= All Things Ransome =

All Things Ransome is an unincorporated association registered in California in 2010. It operates two websites associated with the British author, Arthur Ransome. All Things Ransome is a repository of some of Ransome's very early works and contains published and original articles and other information about Ransome. TarBoard is a discussion board for Ransome related topics. Although there are close connections, All Things Ransome is a completely separate organization from The Arthur Ransome Society (TARS), a British-based literary society focussed on Ransome.

==All Things Ransome==
All Things Ransome (ATR) originated in a project to save the contents of the TARS website "Literary Pages" which were not included in the new design when the Society's website was updated. The TARS Literary Pages had original articles, contemporary reviews and links to on-line copyright expired ebooks about Ransome or used as sources by Ransome.

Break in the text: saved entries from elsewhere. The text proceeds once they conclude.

//! # Key Derivation
//!
//! The signing key is never the raw secret. It is derived from
//! `(secret, salt, digest)` on every sign/verify call, so one secret can
//! serve several purposes without their signatures being interchangeable.
//!
//! | method | key |
//! |---|---|
//! | `concat` | `digest(salt ++ secret)` |
//! | `django-concat` | `digest(salt ++ "signer" ++ secret)` |
//! | `hmac` | `HMAC(digest, key = secret, message = salt)` |

use std::str::FromStr;

use cachet_core::{CryptoError, SecretKey};
use serde::{Deserialize, Serialize};

use crate::digest::DigestMethod;

/// How the signing key is derived from the secret and salt.
#[derive(Debug, Clone, Copy, PartialEq, Eq, Hash, Default, Serialize, Deserialize)]
#[serde(rename_all = "kebab-case")]
pub enum KeyDerivation {
    /// `digest(salt ++ secret)`.
    Concat,
    /// `digest(salt ++ "signer" ++ secret)`.
    #[default]
    DjangoConcat,
    /// `HMAC(digest, secret, salt)`.
    Hmac,
}

impl KeyDerivation {
    /// Returns the method name.
    pub fn as_str(&self) -> &'static str {
        match self {
            Self::Concat => "concat",
            Self::DjangoConcat => "django-concat",
            Self::Hmac => "hmac",
        }
    }

    /// Derive the signing key.
    pub fn derive_key(
        &self,
        digest: DigestMethod,
        secret: &SecretKey,
        salt: &str,
    ) -> Result<Vec<u8>, CryptoError> {
        match self {
            Self::Concat => Ok(digest.digest(&[salt.as_bytes(), secret.as_bytes()].concat())),
            Self::DjangoConcat => Ok(digest.digest(
                &[salt.as_bytes(), b"signer".as_slice(), secret.as_bytes()].concat(),
            )),
            Self::Hmac => digest.hmac(secret.as_bytes(), salt.as_bytes()),
        }
    }
}

impl FromStr for KeyDerivation {
    type Err = CryptoError;

    fn from_str(s: &str) -> Result<Self, Self::Err> {
        match s {
            "concat" => Ok(Self::Concat),
            "django-concat" => Ok(Self::DjangoConcat),
            "hmac" => Ok(Self::Hmac),
            other => Err(CryptoError::UnknownKeyDerivation(other.to_string())),
        }
    }
}

impl std::fmt::Display for KeyDerivation {
    fn fmt(&self, f: &mut std::fmt::Formatter<'_>) -> std::fmt::Result {
        f.write_str(self.as_str())
    }
}

#[cfg(test)]
mod tests {
    use super::*;

    #[test]
    fn test_default_is_django_concat() {
        assert_eq!(KeyDerivation::default(), KeyDerivation::DjangoConcat);
    }

    #[test]
    fn test_methods_produce_distinct_keys() {
        let secret = SecretKey::from("secret");
        let keys: Vec<Vec<u8>> = [
            KeyDerivation::Concat,
            KeyDerivation::DjangoConcat,
            KeyDerivation::Hmac,
        ]
        .iter()
        .map(|m| m.derive_key(DigestMethod::Sha1, &secret, "salty").unwrap())
        .collect();
        assert_ne!(keys[0], keys[1]);
        assert_ne!(keys[1], keys[2]);
        assert_ne!(keys[0], keys[2]);
    }

    #[test]
    fn test_concat_is_plain_digest() {
        let secret = SecretKey::from("secret");
        let key = KeyDerivation::Concat
            .derive_key(DigestMethod::Sha256, &secret, "salty")
            .unwrap();
        assert_eq!(key, DigestMethod::Sha256.digest(b"saltysecret"));
    }

    #[test]
    fn test_salt_changes_key() {
        let secret = SecretKey::from("secret");
        let a = KeyDerivation::DjangoConcat
            .derive_key(DigestMethod::Sha1, &secret, "a")
            .unwrap();
        let b = KeyDerivation::DjangoConcat
            .derive_key(DigestMethod::Sha1, &secret, "b")
            .unwrap();
        assert_ne!(a, b);
    }

    #[test]
    fn test_parse_names() {
        assert_eq!("concat".parse::<KeyDerivation>().unwrap(), KeyDerivation::Concat);
        assert_eq!(
            "django-concat".parse::<KeyDerivation>().unwrap(),
            KeyDerivation::DjangoConcat
        );
        assert_eq!("hmac".parse::<KeyDerivation>().unwrap(), KeyDerivation::Hmac);
    }

    #[test]
    fn test_parse_garbage_is_unknown_key_derivation() {
        assert_eq!(
            "garbage".parse::<KeyDerivation>(),
            Err(CryptoError::UnknownKeyDerivation("garbage".into()))
        );
    }

    #[test]
    fn test_serde_uses_kebab_case() {
        let json = serde_json::to_string(&KeyDerivation::DjangoConcat).unwrap();
        assert_eq!(json, "\"django-concat\"");
    }
}
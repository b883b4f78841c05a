use ratatui::layout::{Constraint, Direction, Layout as RatatuiLayout, Rect};

/// Window size (cells) when not fullscreen
pub const WINDOW_WIDTH: u16 = 80;
pub const WINDOW_HEIGHT: u16 = 30;

/// Layout manager for the TUI
pub struct Layout;

impl Layout {
    /// Centered fixed-size window, shrunk to fit small terminals
    pub fn window(area: Rect) -> Rect {
        Self::centered(area, WINDOW_WIDTH, WINDOW_HEIGHT)
    }

    /// Rect of at most `width`×`height` centered in `area`
    pub fn centered(area: Rect, width: u16, height: u16) -> Rect {
        let width = width.min(area.width);
        let height = height.min(area.height);
        Rect {
            x: area.x + (area.width - width) / 2,
            y: area.y + (area.height - height) / 2,
            width,
            height,
        }
    }

    /// Create the main layout with menu bar, content area, notice line and status bar
    ///
    /// Returns: (menu_area, content_area, notice_area, status_area)
    pub fn main(area: Rect) -> (Rect, Rect, Rect, Rect) {
        let chunks = RatatuiLayout::default()
            .direction(Direction::Vertical)
            .constraints([
                Constraint::Length(1), // Menu bar
                Constraint::Min(0),    // Page
                Constraint::Length(1), // Notice
                Constraint::Length(1), // Status bar
            ])
            .split(area);

        (chunks[0], chunks[1], chunks[2], chunks[3])
    }
}

#[cfg(test)]
mod tests {
    use super::*;

    #[test]
    fn test_window_centered() {
        let area = Rect::new(0, 0, 120, 40);
        assert_eq!(Layout::window(area), Rect::new(20, 5, 80, 30));
    }

    #[test]
    fn test_window_shrinks_to_terminal() {
        let area = Rect::new(0, 0, 50, 20);
        assert_eq!(Layout::window(area), area);
    }
}
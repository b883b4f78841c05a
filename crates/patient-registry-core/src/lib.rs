//! Patient Registry Core Library
//!
//! Single-user patient records kept in one local SQLite table.
//!
//! # Architecture
//!
//! ```text
//! Form input → Registry (validation) → Database → patients table
//!                                          │
//!                        List / refresh ◄──┘
//! ```
//!
//! # Modules
//!
//! - [`db`]: SQLite data access (insert, list, update one column, delete)
//! - [`models`]: Domain types (PatientRecord, Affiliation, UpdateField) and validation
//! - [`registry`]: Controller that validates input before touching storage

pub mod db;
pub mod models;
pub mod registry;

// Re-export commonly used types
pub use db::{Database, DbError, DbResult};
pub use models::{
    Affiliation, NewPatient, PatientRecord, UpdateField, ValidationError, COMMENT_MAX_LEN,
};
pub use registry::{Registry, RegistryError, RegistryResult};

All Things Ransome is intended to be a research tool for the works and life of Arthur Ransome, and the sources and influences relevant to his work. ATR also provides a storage for Ransome-related materials, especially for non-ephemeral works, essays, articles, TARS related newsletters etc.. Among the unique items available are some very early Ransome books which have long been out of print but are made available in PDF form with the permission of the Arthur Ransome Literary executors. ATR also has links to many other Arthur Ransome sites available on the internet.

The All Things Ransome and TarBoard sites are linked to by most other Arthur Ransome websites as significant resources. In addition there are links from other sailing and boating related organizations.

==TarBoard==
TarBoard was originally set up as project of Iain Edmondson-Noble in 1996. It is a discussion board for Arthur Ransome related topics. When Edmondson-Noble decided that he could not continue to operate the discussion board in 2008, TarBoard was taken over by a group of participants. It was then included as one of the operations of All Things Ransome.